Нелька накупила их целый пакет и пошла к ларьку "Союзпечати". Но цыганок там не было, и она поднесла к лицу ладонь правой руки, потому, что в левой у не были пироги.
Есть! Вот они – бугры. Нелька положила пирожки на траву. И уставилась на свою левую ладошку.
– Девка будет! – Сама себе гаркнула Нелька, и глупо захихикала.
Мария сидела у кухонного окна и смотрела во двор. Артрит, потихоньку, начинал скручивать еë руки и ноги, превращая молодую ещё женщину в измождённую корягу.
Она тихо любовалась кружевами берёзовых листьев, отбрасывающих тени на песочницу.
На бортике пустой песочницы сидела Нелька и обжиралась вокзальными пирогами.
Мария отвернулась от окна. Пробормотала себе под нос.
– Шкаф надо поперёк поставить, угол выгородить.
И всë.
Олька уродилась точной копией Нельки. Такая же тощая, длинная, губастая.
Олька по ночам спала тихо-тихо, без всхлипов. Казалось, что в тëмном углу за шкафом совсем пусто. Но нет. Там был маленький беззвучный мир белобрысой Ольки.
В большой комнате разгуляй катал по коленям Нельку, а в маленькой, спустя три года, за шкаф к Олька принесло роддомовский красно ленточный свёрток со Светкой.

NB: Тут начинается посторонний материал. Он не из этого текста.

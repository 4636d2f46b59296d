//! Axum router configuration with middleware.
//!
//! All routes are under `/api/v1/`, plus `/health`.
//! Middleware: CORS, tracing.

use axum::Router;
use axum::routing::{get, post};
use tower_http::cors::{Any, CorsLayer};
use tower_http::trace::TraceLayer;

use crate::http::handlers;
use crate::state::AppState;

/// Build the complete API router with all routes and middleware.
pub fn build_router(state: AppState) -> Router {
    let cors = CorsLayer::new()
        .allow_origin(Any)
        .allow_methods(Any)
        .allow_headers(Any);

    let api_routes = Router::new()
        // Cadence definitions
        .route(
            "/cadences",
            post(handlers::cadence::create_cadence).get(handlers::cadence::list_cadences),
        )
        .route(
            "/cadences/{id}",
            get(handlers::cadence::get_cadence)
                .put(handlers::cadence::update_cadence)
                .delete(handlers::cadence::delete_cadence),
        )
        // Enrollments
        .route("/enrollments", post(handlers::enrollment::create_enrollment))
        .route("/enrollments/{id}", get(handlers::enrollment::get_enrollment))
        .route(
            "/enrollments/{id}/update-cadence",
            post(handlers::enrollment::update_enrollment_cadence),
        );

    Router::new()
        .nest("/api/v1", api_routes)
        .route("/health", get(handlers::health::health_check))
        .layer(cors)
        .layer(TraceLayer::new_for_http())
        .with_state(state)
}

#[cfg(test)]
mod tests {
    use std::sync::Arc;
    use std::time::Duration;

    use axum::body::Body;
    use axum::http::{Method, Request, StatusCode};
    use cadence_core::substrate::ConnectionManager;
    use cadence_types::config::GlobalConfig;
    use http_body_util::BodyExt;
    use serde_json::{Value, json};
    use tempfile::TempDir;
    use tower::ServiceExt;

    use super::*;
    use crate::state::{AnySubstrate, open_embedded_substrate};

    struct TestApp {
        router: Router,
        connection: Arc<ConnectionManager>,
        _dir: TempDir,
    }

    async fn app(connected: bool) -> TestApp {
        let dir = TempDir::new().unwrap();
        let config = GlobalConfig::default();
        let substrate = open_embedded_substrate(&config, dir.path()).await.unwrap();
        let substrate = Arc::new(AnySubstrate::Embedded(substrate));

        let connection = Arc::new(ConnectionManager::new());
        if connected {
            assert!(connection.connect(substrate.as_ref()).await);
        }

        let state = AppState::new(substrate, Arc::clone(&connection), &config.substrate.task_queue);
        TestApp {
            router: build_router(state),
            connection,
            _dir: dir,
        }
    }

    async fn call(router: &Router, method: Method, uri: &str, body: Option<Value>) -> (StatusCode, Value) {
        let builder = Request::builder().method(method).uri(uri);
        let request = match body {
            Some(body) => builder
                .header("content-type", "application/json")
                .body(Body::from(body.to_string()))
                .unwrap(),
            None => builder.body(Body::empty()).unwrap(),
        };

        let response = router.clone().oneshot(request).await.unwrap();
        let status = response.status();
        let bytes = response.into_body().collect().await.unwrap().to_bytes();
        let json = if bytes.is_empty() {
            Value::Null
        } else {
            serde_json::from_slice(&bytes).unwrap()
        };
        (status, json)
    }

    async fn create_welcome_cadence(router: &Router) -> String {
        let (status, body) = call(
            router,
            Method::POST,
            "/api/v1/cadences",
            Some(json!({
                "name": "Welcome",
                "steps": [
                    {"id": "s1", "type": "SEND_EMAIL", "subject": "Welcome", "body": "Hello"},
                    {"id": "w1", "type": "WAIT", "seconds": 10},
                    {"id": "s2", "type": "SEND_EMAIL", "subject": "Follow up", "body": "Still there?"}
                ]
            })),
        )
        .await;
        assert_eq!(status, StatusCode::CREATED);
        body["data"]["id"].as_str().unwrap().to_string()
    }

    /// Poll an enrollment until `done` accepts its view.
    async fn wait_for(router: &Router, uri: &str, done: impl Fn(&Value) -> bool) -> Value {
        for _ in 0..100 {
            let (status, body) = call(router, Method::GET, uri, None).await;
            assert_eq!(status, StatusCode::OK);
            if done(&body["data"]) {
                return body["data"].clone();
            }
            tokio::time::sleep(Duration::from_millis(20)).await;
        }
        panic!("enrollment at {uri} never reached the expected state");
    }

    #[tokio::test]
    async fn health_reports_substrate_state() {
        let app = app(true).await;
        let (status, body) = call(&app.router, Method::GET, "/health", None).await;
        assert_eq!(status, StatusCode::OK);
        assert_eq!(body["status"], "ok");
        assert_eq!(body["substrate"], "connected");

        let app = self::app(false).await;
        let (_, body) = call(&app.router, Method::GET, "/health", None).await;
        assert_eq!(body["substrate"], "disconnected");
    }

    #[tokio::test]
    async fn cadence_crud_round_trip() {
        let app = app(true).await;
        let id = create_welcome_cadence(&app.router).await;
        let uri = format!("/api/v1/cadences/{id}");

        let (status, body) = call(&app.router, Method::GET, &uri, None).await;
        assert_eq!(status, StatusCode::OK);
        assert_eq!(body["data"]["steps"].as_array().unwrap().len(), 3);
        assert_eq!(body["_links"]["self"], uri);

        let (status, body) = call(
            &app.router,
            Method::PUT,
            &uri,
            Some(json!({"name": "Renamed"})),
        )
        .await;
        assert_eq!(status, StatusCode::OK);
        assert_eq!(body["data"]["name"], "Renamed");
        assert_eq!(body["data"]["steps"].as_array().unwrap().len(), 3);

        let (_, body) = call(&app.router, Method::GET, "/api/v1/cadences", None).await;
        assert_eq!(body["data"].as_array().unwrap().len(), 1);

        let (status, _) = call(&app.router, Method::DELETE, &uri, None).await;
        assert_eq!(status, StatusCode::NO_CONTENT);

        let (status, body) = call(&app.router, Method::GET, &uri, None).await;
        assert_eq!(status, StatusCode::NOT_FOUND);
        assert_eq!(body["errors"][0]["code"], "CADENCE_NOT_FOUND");
    }

    #[tokio::test]
    async fn blank_cadence_name_is_rejected() {
        let app = app(true).await;
        let (status, body) = call(
            &app.router,
            Method::POST,
            "/api/v1/cadences",
            Some(json!({"name": "  ", "steps": []})),
        )
        .await;
        assert_eq!(status, StatusCode::BAD_REQUEST);
        assert_eq!(body["errors"][0]["code"], "VALIDATION_ERROR");
    }

    #[tokio::test]
    async fn fractional_waits_are_accepted_and_negative_ones_rejected() {
        let app = app(true).await;
        let (status, body) = call(
            &app.router,
            Method::POST,
            "/api/v1/cadences",
            Some(json!({
                "name": "Quick",
                "steps": [{"id": "w1", "type": "WAIT", "seconds": 0.5}]
            })),
        )
        .await;
        assert_eq!(status, StatusCode::CREATED);
        assert_eq!(body["data"]["steps"][0]["durationSeconds"], 0.5);

        let (status, body) = call(
            &app.router,
            Method::POST,
            "/api/v1/cadences",
            Some(json!({
                "name": "Broken",
                "steps": [{"id": "w1", "type": "WAIT", "durationSeconds": -1}]
            })),
        )
        .await;
        assert_eq!(status, StatusCode::BAD_REQUEST);
        assert_eq!(body["errors"][0]["code"], "VALIDATION_ERROR");
        assert!(
            body["errors"][0]["message"]
                .as_str()
                .unwrap()
                .contains("durationSeconds")
        );
    }

    #[tokio::test]
    async fn enrollment_runs_and_accepts_mutation() {
        let app = app(true).await;
        let cadence_id = create_welcome_cadence(&app.router).await;

        let (status, body) = call(
            &app.router,
            Method::POST,
            "/api/v1/enrollments",
            Some(json!({"cadenceId": cadence_id, "contactEmail": "ada@example.com"})),
        )
        .await;
        assert_eq!(status, StatusCode::CREATED);
        let enrollment_id = body["data"]["id"].as_str().unwrap().to_string();
        assert!(
            body["data"]["workflowId"]
                .as_str()
                .unwrap()
                .ends_with(&enrollment_id)
        );
        let uri = format!("/api/v1/enrollments/{enrollment_id}");

        // first send done, parked on the wait step
        let view = wait_for(&app.router, &uri, |d| d["cursor"] == 1).await;
        assert_eq!(view["status"], "RUNNING");
        assert_eq!(view["version"], 1);

        let (status, body) = call(
            &app.router,
            Method::POST,
            &format!("{uri}/update-cadence"),
            Some(json!({"steps": [{"id": "n1", "type": "SEND_EMAIL", "subject": "New", "body": ""}]})),
        )
        .await;
        assert_eq!(status, StatusCode::OK);
        assert_eq!(body["data"]["success"], true);

        let view = wait_for(&app.router, &uri, |d| d["status"] == "COMPLETED").await;
        assert_eq!(view["version"], 2);
        assert_eq!(view["actions"].as_array().unwrap().len(), 1);
    }

    #[tokio::test]
    async fn unknown_ids_return_not_found_codes() {
        let app = app(true).await;

        let (status, body) = call(&app.router, Method::GET, "/api/v1/enrollments/enr_nope", None).await;
        assert_eq!(status, StatusCode::NOT_FOUND);
        assert_eq!(body["errors"][0]["code"], "ENROLLMENT_NOT_FOUND");

        let (status, body) = call(
            &app.router,
            Method::POST,
            "/api/v1/enrollments",
            Some(json!({"cadenceId": "cad_nope", "contactEmail": "ada@example.com"})),
        )
        .await;
        assert_eq!(status, StatusCode::NOT_FOUND);
        assert_eq!(body["errors"][0]["code"], "CADENCE_NOT_FOUND");
    }

    #[tokio::test]
    async fn enrollment_requires_connected_substrate() {
        let app = app(false).await;
        let cadence_id = create_welcome_cadence(&app.router).await;
        assert!(!app.connection.is_connected());

        let (status, body) = call(
            &app.router,
            Method::POST,
            "/api/v1/enrollments",
            Some(json!({"cadenceId": cadence_id, "contactEmail": "ada@example.com"})),
        )
        .await;
        assert_eq!(status, StatusCode::SERVICE_UNAVAILABLE);
        assert_eq!(body["errors"][0]["code"], "SUBSTRATE_UNAVAILABLE");
    }
}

Светка волосами своими была темнее ночи, но во всем остальном, она была похожа на мать и старшую сестру.
Вечерами полюбила Нелька ходить по окрестным улицам и предрекать беременным бабам пол их будущего ребёнка. И за десять лет ни разу не ошиблась.
Каким-то нижним чутьём она выискивала на ладошках эти "девичьи бугры", и сообщала: – Девка будет!
Ну, а если молчала Нелька, то пацана надо ждать. Вот так.
Как-то шла себе Нелька по привокзальной улице, и за спиной услыхала глубокий вздох.
– Аххх!
Она резко обернулась, но никого не увидела.
Сбоку от неё зашелестели кусты, и с пучком синеглазой сирени в руках к ней вынесло парня.
Он был не здешний. За спиной у него болтался тощий линялый рюкзак, а на голове болталась кепка-малокозырка.
Был он крайне смугл. Кустистые брови скрывали два черных буравчика злых глаз. Но вся фигура его, несмотря на угрюмость, была в вечном расхлябанном движении.
Будто, кто-то вывинтил у него в теле пару несущих болтов. И от этого образовалась у парня вихлястость, дëрганость, беспокойность, перекатистость.
Он пробежал вокруг Нельки пару неровных кругов, прежде чем разинул рот, и выплюнул пару слов.
– Ах, королева! – Неожиданно-сладким масляным елеем голоса мазнуло по Нелькиным ушам. – Это хорошо, с-ки, меня ссадили в вашем городке. Такой тёлочки клëвой я отродясь не видал.
Парень подобрался к Нельке поближе, и уткнулся козырьком в еë острое плечо.
– Давайте, мамзель, пройдёмся с вами до буфета, – он уютно юркнул своей рукой под Нелькин локоть, – побеседуем там о ваших прелестях. Ах!
Его звали Евгений. Но об этом знала только Нелька.
А по окрестностям он прошумел как Сивый.
Сивого мотало по городам СССР, где он воровал, хулиганил, и…
Зацепить его за преступления милиция никак не могла, потому, что выкручивался, высачивался расхлябанно-развинченный Сивый у них из-под носа, и исчезал в поездах-попутках.
А тут, как приклеило его к Нельке.
Очень он любил прогуливаться с ней по улицам города. И, непременно, держал еë под руку, болтаясь своей малокозырочкой возле Нелькиного плеча.
Чем Сивый жил никто не знал, а чем промышлял – знали все, но помалкивали.
Через девять месяцев за шкаф к Ольке и Светке принесло третий по счёт у роддомовский свёрток с красной ленточкой.
Но девочка, что была запакована в него была уже копией Сивого. Вот только кепку надеть оставалось – вылитый папаша.
Девчонки, которые люто ненавидели еë отца, почему-то, с огромной нежностью любили эту Катьку.